The decision to start the probe during France's summer break, less than two weeks after a court gave the green light, appeared to signal authorities' determination to proceed quickly with the inquiry hanging over the head of one of the world's top economic policymakers.
Lagarde faces investigation for complicity in embezzlement of public funds for approving a 285-million-Euro settlement to Bernard Tapie in 2008 when she was finance minister.
Tapie said that a former state-owned bank had defrauded him in the sale of his stake in sports clothing business Adidas in 1993. He lost the case in France's top court in 2006 and was appealing the decision when Sarkozy won power in 2007.
Lagarde, who denies any misconduct, overruled objections from some ministry officials to drop the judicial case and pressed ahead with the arbitration arguing it was needed to resolve the long-running case swiftly.
There is no suggestion she profited personally in any way from the final settlement.

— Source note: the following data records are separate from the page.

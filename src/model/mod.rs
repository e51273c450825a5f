//! Core data types for packages, vulnerabilities and audit results.
//!
//! - [`PackageSpec`] - A validated package identifier
//! - [`PackageMetadata`] - Registry metadata snapshot for one version
//! - [`VulnerabilityRecord`] - A normalized vulnerability
//! - [`RiskAssessment`] - Score, tier and reasons
//! - [`AuditReport`] - Complete audit result
//!
//! # Example
//!
//! ```
//! use pkgrisk::model::{PackageSpec, RiskAssessment, RiskTier};
//!
//! let spec = PackageSpec::parse("@types/node", Some("20.1.0")).unwrap();
//! assert_eq!(spec.to_string(), "@types/node@20.1.0");
//!
//! let assessment = RiskAssessment::new(85, Vec::new());
//! assert_eq!(assessment.tier, RiskTier::Critical);
//! ```

mod assessment;
mod package;
mod report;
mod vulnerability;

pub use assessment::*;
pub use package::*;
pub use report::*;
pub use vulnerability::*;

The investigative commission of three judges from the Court of Justice of the Republic – a special tribunal which can judge ministers – is expected to summon Lagarde to testify, but no date has yet been set.
Judicial investigations in France frequently run on for years, potentially casting an awkward shadow over Lagarde as she seeks to shape the international response to the global slowdown and rebuild the credibility of the Fund after its former managing director departed in disgrace.
Dominique Strauss-Kahn resigned after he was arrested in May on charges of attempting to rape a New York hotel maid. He has strongly protested his innocence and the next court hearing is due for August 23.